まとめよう。平等とはそれぞれが自分が得になるように自由に行動することだ。そしてケーキは有限だから、自分が得になるということは相手に損になるということだ。つまり、平等とは各人が相手にとって損になり自分にとって得になるという行動をとれるということである。そしてケーキの量が増えない限り、各人の行動は真っ向からぶつかり争いになる。互いが自分の利益を最大にするために争うことができるというのがここでの要点である。


ケーキを二人に等しくなるように分けようとしてはならない。それは不可能だ。そんな事ができないから苦労して方法を考えているのだ。だから切る人は「真ん中で切ろう」とは考えずに、ただ「自分が得をするように切ろう」と考えればいい。そして選ぶ人は迷わず大きい方をとればいい。

平等なプロセスにのっとっている限り、それぞれの行動に「それは不平等だ」と文句を言ってはいけない。行動そのものには平等も不平等もない。だから切る方はわざと大きさを違えて切ってもよい。そしてそれに対して選ぶ人が「自分が大きい方をとって相手に小さい方を押しつけるのは良くないのではないか」と思ってはいけない。いや、言葉を間違えた。そう思ってもいい。そして自分があえて小さい方をとるのもかまわない。しかし大きい方が相手に行った時に「わざと不平等に切り、自分に小さい方を選ばせるように仕向けるとは卑怯だ」と言ってはいけない。選んだのは自分なのだから悪いのは自分なのである。相手が「大きい方でも小さい方でも自由に選んでよい」と言ったのに、勝手に「大きい方を取るのは悪いことだ」と思い込んだ自分が悪いのだ。

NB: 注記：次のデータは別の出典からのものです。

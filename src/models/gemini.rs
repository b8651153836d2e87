//! Gemini `generateContent` wire types.
//!
//! Responses show up with either camelCase or snake_case field names, so the
//! raw shapes below accept both and are folded into [`GenerationEnvelope`]
//! right after parsing. Nothing past the provider client sees the raw types.

use serde::{Deserialize, Serialize};

// ==================== Request ====================

#[derive(Debug, Clone, Serialize)]
#[serde(rename_all = "camelCase")]
pub struct GenerateContentRequest {
    #[serde(skip_serializing_if = "Option::is_none")]
    pub system_instruction: Option<Content>,
    pub contents: Vec<Content>,
    pub generation_config: GenerationConfig,
}

#[derive(Debug, Clone, Serialize)]
#[serde(rename_all = "camelCase")]
pub struct Content {
    #[serde(skip_serializing_if = "Option::is_none")]
    pub role: Option<String>,
    pub parts: Vec<RequestPart>,
}

impl Content {
    pub fn user(parts: Vec<RequestPart>) -> Self {
        Self {
            role: Some("user".to_string()),
            parts,
        }
    }

    pub fn instruction(text: impl Into<String>) -> Self {
        Self {
            role: None,
            parts: vec![RequestPart::text(text)],
        }
    }
}

#[derive(Debug, Clone, Serialize)]
#[serde(untagged)]
pub enum RequestPart {
    Text {
        text: String,
    },
    #[serde(rename_all = "camelCase")]
    InlineData {
        inline_data: InlineData,
    },
}

impl RequestPart {
    pub fn text(text: impl Into<String>) -> Self {
        Self::Text { text: text.into() }
    }

    pub fn inline_data(mime_type: impl Into<String>, data: impl Into<String>) -> Self {
        Self::InlineData {
            inline_data: InlineData {
                mime_type: mime_type.into(),
                data: data.into(),
            },
        }
    }
}

#[derive(Debug, Clone, PartialEq, Eq, Serialize)]
#[serde(rename_all = "camelCase")]
pub struct InlineData {
    pub mime_type: String,
    pub data: String,
}

#[derive(Debug, Clone, Default, Serialize)]
#[serde(rename_all = "camelCase")]
pub struct GenerationConfig {
    #[serde(skip_serializing_if = "Option::is_none")]
    pub temperature: Option<f32>,
    #[serde(skip_serializing_if = "Option::is_none")]
    pub response_mime_type: Option<String>,
    #[serde(skip_serializing_if = "Option::is_none")]
    pub response_json_schema: Option<serde_json::Value>,
    #[serde(skip_serializing_if = "Option::is_none")]
    pub response_modalities: Option<Vec<String>>,
}

// ==================== Canonical response ====================

/// Normalized `generateContent` response
#[derive(Debug, Clone, Default, PartialEq, Eq)]
pub struct GenerationEnvelope {
    pub candidates: Vec<Candidate>,
    pub block_reason: Option<String>,
}

#[derive(Debug, Clone, Default, PartialEq, Eq)]
pub struct Candidate {
    pub parts: Vec<Part>,
    pub finish_reason: Option<String>,
}

/// One response part; normally exactly one field is set
#[derive(Debug, Clone, Default, PartialEq, Eq)]
pub struct Part {
    pub text: Option<String>,
    pub inline_data: Option<InlineBlob>,
}

/// Inline binary payload as received; either field may be empty
#[derive(Debug, Clone, Default, PartialEq, Eq)]
pub struct InlineBlob {
    pub mime_type: String,
    pub data: String,
}

impl InlineBlob {
    pub fn is_complete(&self) -> bool {
        !self.mime_type.is_empty() && !self.data.is_empty()
    }
}

impl GenerationEnvelope {
    /// Parts of the first candidate; further candidates are never inspected
    pub fn first_candidate_parts(&self) -> &[Part] {
        self.candidates
            .first()
            .map(|candidate| candidate.parts.as_slice())
            .unwrap_or_default()
    }

    pub fn first_finish_reason(&self) -> Option<&str> {
        self.candidates
            .first()
            .and_then(|candidate| candidate.finish_reason.as_deref())
    }
}

// ==================== Raw response ====================

#[derive(Debug, Default, Deserialize)]
pub(crate) struct RawEnvelope {
    #[serde(default)]
    candidates: Option<Vec<RawCandidate>>,
    #[serde(default, rename = "promptFeedback")]
    prompt_feedback_camel: Option<RawPromptFeedback>,
    #[serde(default, rename = "prompt_feedback")]
    prompt_feedback_snake: Option<RawPromptFeedback>,
}

#[derive(Debug, Default, Deserialize)]
struct RawPromptFeedback {
    #[serde(default, rename = "blockReason")]
    block_reason_camel: Option<String>,
    #[serde(default, rename = "block_reason")]
    block_reason_snake: Option<String>,
}

#[derive(Debug, Default, Deserialize)]
struct RawCandidate {
    #[serde(default)]
    content: Option<RawContent>,
    #[serde(default, rename = "finishReason")]
    finish_reason_camel: Option<String>,
    #[serde(default, rename = "finish_reason")]
    finish_reason_snake: Option<String>,
}

#[derive(Debug, Default, Deserialize)]
struct RawContent {
    #[serde(default)]
    parts: Option<Vec<RawPart>>,
}

#[derive(Debug, Default, Deserialize)]
struct RawPart {
    #[serde(default)]
    text: Option<String>,
    #[serde(default, rename = "inlineData")]
    inline_data_camel: Option<RawInlineCamel>,
    #[serde(default, rename = "inline_data")]
    inline_data_snake: Option<RawInlineSnake>,
}

#[derive(Debug, Default, Deserialize)]
#[serde(rename_all = "camelCase")]
struct RawInlineCamel {
    #[serde(default)]
    mime_type: Option<String>,
    #[serde(default)]
    data: Option<String>,
}

#[derive(Debug, Default, Deserialize)]
struct RawInlineSnake {
    #[serde(default)]
    mime_type: Option<String>,
    #[serde(default)]
    data: Option<String>,
}

impl From<RawEnvelope> for GenerationEnvelope {
    fn from(raw: RawEnvelope) -> Self {
        // Precedence: promptFeedback.blockReason, promptFeedback.block_reason,
        // prompt_feedback.block_reason
        let block_reason = raw
            .prompt_feedback_camel
            .into_iter()
            .chain(raw.prompt_feedback_snake)
            .flat_map(|feedback| [feedback.block_reason_camel, feedback.block_reason_snake])
            .flatten()
            .find(|reason| !reason.is_empty());

        let candidates = raw
            .candidates
            .unwrap_or_default()
            .into_iter()
            .map(Candidate::from)
            .collect();

        Self {
            candidates,
            block_reason,
        }
    }
}

impl From<RawCandidate> for Candidate {
    fn from(raw: RawCandidate) -> Self {
        let parts = raw
            .content
            .and_then(|content| content.parts)
            .unwrap_or_default()
            .into_iter()
            .map(Part::from)
            .collect();

        Self {
            parts,
            finish_reason: raw.finish_reason_camel.or(raw.finish_reason_snake),
        }
    }
}

impl From<RawPart> for Part {
    fn from(raw: RawPart) -> Self {
        let camel = raw.inline_data_camel.map(|blob| InlineBlob {
            mime_type: blob.mime_type.unwrap_or_default(),
            data: blob.data.unwrap_or_default(),
        });
        let snake = raw.inline_data_snake.map(|blob| InlineBlob {
            mime_type: blob.mime_type.unwrap_or_default(),
            data: blob.data.unwrap_or_default(),
        });

        // Prefer whichever variant is complete, camelCase first
        let inline_data = match (camel, snake) {
            (Some(camel), _) if camel.is_complete() => Some(camel),
            (camel, Some(snake)) if snake.is_complete() => Some(snake),
            (camel, snake) => camel.or(snake),
        };

        Self {
            text: raw.text,
            inline_data,
        }
    }
}

/// Parse a successful response body into the canonical envelope.
///
/// An empty (or whitespace-only) body is an empty envelope.
pub fn parse_envelope(body: &[u8]) -> serde_json::Result<GenerationEnvelope> {
    if body.iter().all(u8::is_ascii_whitespace) {
        return Ok(GenerationEnvelope::default());
    }

    let raw: RawEnvelope = serde_json::from_slice(body)?;
    Ok(raw.into())
}

/// `{"error": {"message": "..."}}` as returned on non-2xx statuses
#[derive(Debug, Deserialize)]
pub(crate) struct ErrorEnvelope {
    #[serde(default)]
    pub error: Option<ErrorDetail>,
}

#[derive(Debug, Deserialize)]
pub(crate) struct ErrorDetail {
    #[serde(default)]
    pub message: Option<serde_json::Value>,
}

/// Provider's own error message, when the body carries one
pub fn parse_error_message(body: &[u8]) -> Option<String> {
    let envelope: ErrorEnvelope = serde_json::from_slice(body).ok()?;
    match envelope.error?.message? {
        serde_json::Value::String(message) => Some(message),
        _ => None,
    }
}
use axum::{
    extract::Request,
    http::{header::CONTENT_LENGTH, HeaderMap},
    middleware::Next,
    response::Response,
};
use std::time::Instant;

/// Access log for every request.
///
/// Bodies are never buffered or logged: story requests carry a child's photo.
pub async fn logging_middleware(request: Request, next: Next) -> Response {
    let request_id = uuid::Uuid::new_v4();
    let method = request.method().clone();
    let uri = request.uri().clone();
    let request_bytes = content_length(request.headers());
    let start = Instant::now();

    tracing::info!(
        request_id = %request_id,
        method = %method,
        uri = %uri,
        body_bytes = ?request_bytes,
        "→ Request"
    );

    let response = next.run(request).await;

    let status = response.status();
    let latency = start.elapsed();
    let response_bytes = content_length(response.headers());

    if status.is_server_error() {
        tracing::warn!(
            request_id = %request_id,
            method = %method,
            uri = %uri,
            status = %status.as_u16(),
            latency_ms = %latency.as_millis(),
            body_bytes = ?response_bytes,
            "← Response"
        );
    } else {
        tracing::info!(
            request_id = %request_id,
            method = %method,
            uri = %uri,
            status = %status.as_u16(),
            latency_ms = %latency.as_millis(),
            body_bytes = ?response_bytes,
            "← Response"
        );
    }

    response
}

/// Declared body size, when the peer sent one
fn content_length(headers: &HeaderMap) -> Option<u64> {
    headers
        .get(CONTENT_LENGTH)
        .and_then(|value| value.to_str().ok())
        .and_then(|value| value.parse().ok())
}
use serde::Deserialize;
use std::env;
use std::time::Duration;

#[derive(Debug, Clone, Deserialize)]
pub struct Config {
    pub server: ServerConfig,
    pub gemini: GeminiConfig,
}

#[derive(Debug, Clone, Deserialize)]
pub struct ServerConfig {
    pub host: String,
    pub port: u16,
    // Photos arrive base64-encoded inside the JSON body
    pub max_body_bytes: usize,
}

#[derive(Debug, Clone, Deserialize)]
pub struct GeminiConfig {
    pub api_base: String,
    pub request_timeout_secs: u64,
    #[serde(default)]
    pub text_api_key: Option<String>,
    #[serde(default)]
    pub image_api_key: Option<String>,
    #[serde(default)]
    pub text_model: Option<String>,
    #[serde(default)]
    pub image_model: Option<String>,
}

impl GeminiConfig {
    pub fn request_timeout(&self) -> Duration {
        Duration::from_secs(self.request_timeout_secs)
    }
}

impl Config {
    pub fn load() -> Result<Self, config::ConfigError> {
        // Load .env file if it exists (for environment variable overrides)
        dotenvy::dotenv().ok();

        let image_model = env::var("NANO_BANANA_MODEL")
            .or_else(|_| env::var("GEMINI_IMAGE_MODEL"))
            .ok();

        let config = config::Config::builder()
            .set_default("server.host", "0.0.0.0")?
            .set_default("server.port", 3000)?
            .set_default("server.max_body_bytes", 10 * 1024 * 1024)?
            .set_default(
                "gemini.api_base",
                "https://generativelanguage.googleapis.com/v1beta/models",
            )?
            .set_default("gemini.request_timeout_secs", 60)?
            // config.yml is optional; defaults above cover a bare deployment
            .add_source(config::File::with_name("config").required(false))
            .add_source(
                config::Environment::with_prefix("MAGIC_STORY")
                    .separator("__")
                    .try_parsing(true),
            )
            // Conventional variable names used by existing deployments
            .set_override_option("gemini.text_api_key", env::var("GEMINI_API_KEY").ok())?
            .set_override_option(
                "gemini.image_api_key",
                env::var("NANO_BANANA_API_KEY").ok(),
            )?
            .set_override_option("gemini.text_model", env::var("GEMINI_TEXT_MODEL").ok())?
            .set_override_option("gemini.image_model", image_model)?
            .build()?;

        config.try_deserialize()
    }
}
pub mod extractor;
pub mod gemini_client;
pub mod prompts;
pub mod story_service;
pub mod validation;

pub use gemini_client::{GeminiClient, GenerativeProvider};
pub use story_service::{ProviderCredentials, StoryService};
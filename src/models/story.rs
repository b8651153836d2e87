use serde::{Deserialize, Serialize};
use std::fmt;

/// Reader age bracket
#[derive(Debug, Clone, Copy, PartialEq, Eq, Hash, Serialize, Deserialize)]
pub enum AgeGroup {
    #[serde(rename = "3-5")]
    ThreeToFive,
    #[serde(rename = "6-8")]
    SixToEight,
    #[serde(rename = "9-12")]
    NineToTwelve,
}

impl AgeGroup {
    pub const ALL: [AgeGroup; 3] = [Self::ThreeToFive, Self::SixToEight, Self::NineToTwelve];

    pub fn from_str(s: &str) -> Option<Self> {
        Self::ALL.into_iter().find(|group| group.as_str() == s)
    }

    pub fn as_str(&self) -> &'static str {
        match self {
            Self::ThreeToFive => "3-5",
            Self::SixToEight => "6-8",
            Self::NineToTwelve => "9-12",
        }
    }
}

/// Narrative setting for the story and the illustration theme
#[derive(Debug, Clone, Copy, PartialEq, Eq, Hash, Serialize, Deserialize)]
#[serde(rename_all = "kebab-case")]
pub enum StoryStyle {
    SpaceAdventure,
    FairyTale,
    JungleQuest,
    UnderwaterMission,
}

impl StoryStyle {
    pub const ALL: [StoryStyle; 4] = [
        Self::SpaceAdventure,
        Self::FairyTale,
        Self::JungleQuest,
        Self::UnderwaterMission,
    ];

    pub fn from_str(s: &str) -> Option<Self> {
        Self::ALL.into_iter().find(|style| style.as_str() == s)
    }

    pub fn as_str(&self) -> &'static str {
        match self {
            Self::SpaceAdventure => "space-adventure",
            Self::FairyTale => "fairy-tale",
            Self::JungleQuest => "jungle-quest",
            Self::UnderwaterMission => "underwater-mission",
        }
    }
}

/// Image formats accepted for the reference photo
#[derive(Debug, Clone, Copy, PartialEq, Eq, Hash, Serialize, Deserialize)]
pub enum PhotoMimeType {
    #[serde(rename = "image/jpeg")]
    Jpeg,
    #[serde(rename = "image/png")]
    Png,
    #[serde(rename = "image/webp")]
    Webp,
}

impl PhotoMimeType {
    pub fn from_str(s: &str) -> Option<Self> {
        match s {
            "image/jpeg" => Some(Self::Jpeg),
            "image/png" => Some(Self::Png),
            "image/webp" => Some(Self::Webp),
            _ => None,
        }
    }

    pub fn as_str(&self) -> &'static str {
        match self {
            Self::Jpeg => "image/jpeg",
            Self::Png => "image/png",
            Self::Webp => "image/webp",
        }
    }
}

/// The child's reference photo, base64-encoded
#[derive(Clone, PartialEq, Eq)]
pub struct Photo {
    pub(crate) base64_data: String,
    pub(crate) mime_type: PhotoMimeType,
    pub(crate) file_name: Option<String>,
}

impl Photo {
    pub fn base64_data(&self) -> &str {
        &self.base64_data
    }

    pub fn mime_type(&self) -> PhotoMimeType {
        self.mime_type
    }

    pub fn file_name(&self) -> Option<&str> {
        self.file_name.as_deref()
    }
}

// Photo payloads run to megabytes; keep them out of logs and panics
impl fmt::Debug for Photo {
    fn fmt(&self, f: &mut fmt::Formatter<'_>) -> fmt::Result {
        f.debug_struct("Photo")
            .field("base64_len", &self.base64_data.len())
            .field("mime_type", &self.mime_type)
            .field("file_name", &self.file_name)
            .finish()
    }
}

/// A validated story request.
///
/// Only `services::validation::validate_story_request` constructs this type,
/// so holding one means every field has passed validation.
#[derive(Debug, Clone, PartialEq, Eq)]
pub struct StoryRequest {
    pub(crate) age_group: AgeGroup,
    pub(crate) favorite_character: String,
    pub(crate) story_style: StoryStyle,
    pub(crate) child_photo: Photo,
}

impl StoryRequest {
    pub fn age_group(&self) -> AgeGroup {
        self.age_group
    }

    /// Trimmed character name
    pub fn favorite_character(&self) -> &str {
        &self.favorite_character
    }

    pub fn story_style(&self) -> StoryStyle {
        self.story_style
    }

    pub fn child_photo(&self) -> &Photo {
        &self.child_photo
    }

    pub fn metadata(&self) -> StoryMetadata {
        StoryMetadata {
            age_group: self.age_group,
            story_style: self.story_style,
            favorite_character: self.favorite_character.clone(),
        }
    }
}

/// Title and body parsed from the text model's structured reply
#[derive(Debug, Clone, PartialEq, Eq)]
pub struct StoryPayload {
    pub title: String,
    pub story_text: String,
}

/// Inline image returned by the image model
#[derive(Debug, Clone, PartialEq, Eq)]
pub struct GeneratedImage {
    pub mime_type: String,
    pub base64_data: String,
}

impl GeneratedImage {
    /// Self-contained `data:` URI for direct embedding
    pub fn data_uri(&self) -> String {
        format!("data:{};base64,{}", self.mime_type, self.base64_data)
    }
}

#[derive(Debug, Clone, PartialEq, Eq, Serialize, Deserialize)]
#[serde(rename_all = "camelCase")]
pub struct StoryMetadata {
    pub age_group: AgeGroup,
    pub story_style: StoryStyle,
    pub favorite_character: String,
}

#[derive(Debug, Clone, PartialEq, Eq, Serialize, Deserialize)]
#[serde(rename_all = "camelCase")]
pub struct StoryResult {
    pub title: String,
    pub story_text: String,
    pub image_url: String,
    pub metadata: StoryMetadata,
}

/// POST /api/story response
#[derive(Debug, Serialize)]
#[serde(rename_all = "camelCase")]
pub struct StoryGenerateResponse {
    pub success: bool,
    pub data: StoryResult,
}
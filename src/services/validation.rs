use serde_json::{Map, Value};

use crate::{
    error::{Result, StoryError},
    models::story::{AgeGroup, Photo, PhotoMimeType, StoryRequest, StoryStyle},
};

const MIN_CHARACTER_LEN: usize = 2;
const MAX_CHARACTER_LEN: usize = 60;
const MIN_PHOTO_DATA_LEN: usize = 16;

/// Validate an untrusted request body into a [`StoryRequest`].
///
/// Fields are checked in order (ageGroup, favoriteCharacter, storyStyle,
/// childPhoto) and the first failure is returned.
pub fn validate_story_request(raw: &Value) -> Result<StoryRequest> {
    let object = raw
        .as_object()
        .ok_or_else(|| invalid("Request body must be a JSON object."))?;

    let age_group = object
        .get("ageGroup")
        .and_then(Value::as_str)
        .and_then(AgeGroup::from_str)
        .ok_or_else(|| invalid("Age group must be one of: 3-5, 6-8, 9-12."))?;

    let favorite_character = object
        .get("favoriteCharacter")
        .and_then(Value::as_str)
        .ok_or_else(|| invalid("Favorite character is required."))?
        .trim();

    let character_len = favorite_character.chars().count();
    if !(MIN_CHARACTER_LEN..=MAX_CHARACTER_LEN).contains(&character_len) {
        return Err(invalid(
            "Favorite character must be between 2 and 60 characters.",
        ));
    }

    let story_style = object
        .get("storyStyle")
        .and_then(Value::as_str)
        .and_then(StoryStyle::from_str)
        .ok_or_else(|| invalid("Story style is invalid."))?;

    let child_photo = validate_photo(object.get("childPhoto"))?;

    Ok(StoryRequest {
        age_group,
        favorite_character: favorite_character.to_string(),
        story_style,
        child_photo,
    })
}

fn validate_photo(raw: Option<&Value>) -> Result<Photo> {
    let photo: &Map<String, Value> = raw
        .and_then(Value::as_object)
        .ok_or_else(|| invalid("Photo payload is required."))?;

    let base64_data = photo
        .get("base64Data")
        .and_then(Value::as_str)
        .filter(|data| data.trim().chars().count() >= MIN_PHOTO_DATA_LEN)
        .ok_or_else(|| invalid("Photo data is invalid."))?;

    let mime_type = photo
        .get("mimeType")
        .and_then(Value::as_str)
        .and_then(PhotoMimeType::from_str)
        .ok_or_else(|| invalid("Photo type must be JPEG, PNG, or WebP."))?;

    // Absent is fine; present must be a string (null included)
    let file_name = match photo.get("fileName") {
        None => None,
        Some(Value::String(name)) => Some(name.clone()),
        Some(_) => return Err(invalid("Photo filename is invalid.")),
    };

    Ok(Photo {
        base64_data: base64_data.to_string(),
        mime_type,
        file_name,
    })
}

fn invalid(message: &str) -> StoryError {
    StoryError::Validation(message.to_string())
}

この件に関して言えることは二つある。一つは、「平等」は行動でも結果でもなく、プロセス、言い替えれば社会の仕組みやルールに対して言うべきものであるということだ。個々の行動に対して言ってはいけないし、結果について言ってもいけない。

そしてもう一つは、平等さというものは各自が自分の利益を主張することによって守られるものだということだ。もし相手が「たとえ自由に選択できたとしても、自分が大きい方を取り相手に小さい方を渡すのは良くない事だ」と思っていたとしたら、その事によってかえってケーキは不平等に切られる。ケーキを真ん中から切らせるには、「俺は自分の利益だけ考えて常に大きい方を取る」と宣言すること、つまり自分の権利を主張することである。


ただ、平等なルールを定めるのは難しい。今までケーキの例を平等だとしてきたが、切る側と選ぶ側のどちらを取るかと言われたら私なら選ぶ側を取る。ケーキを真ん中で切る事より切られたケーキの大きさを比較する事の方が簡単だからだ。とすると、ケーキを切る側は常に損をしていることになる。

これは難しい問題だ。「ケーキをちょうど真ん中で切る事は不可能だ」というのはプロセスの問題ではなく個人の能力の問題だからである。だから「それはお前のせいだ」と言われると言い返せない。この問題も解決しようとすると次は「どちらがどの役割を受け持つかをどう決めるか」の問題になってしまう。「ケーキを等しく切るのは難しい」という問題から、「完全に平等な役割を決めるのは難しい」という問題に変わってしまう。そしてそれはいつまでたってもキリがない。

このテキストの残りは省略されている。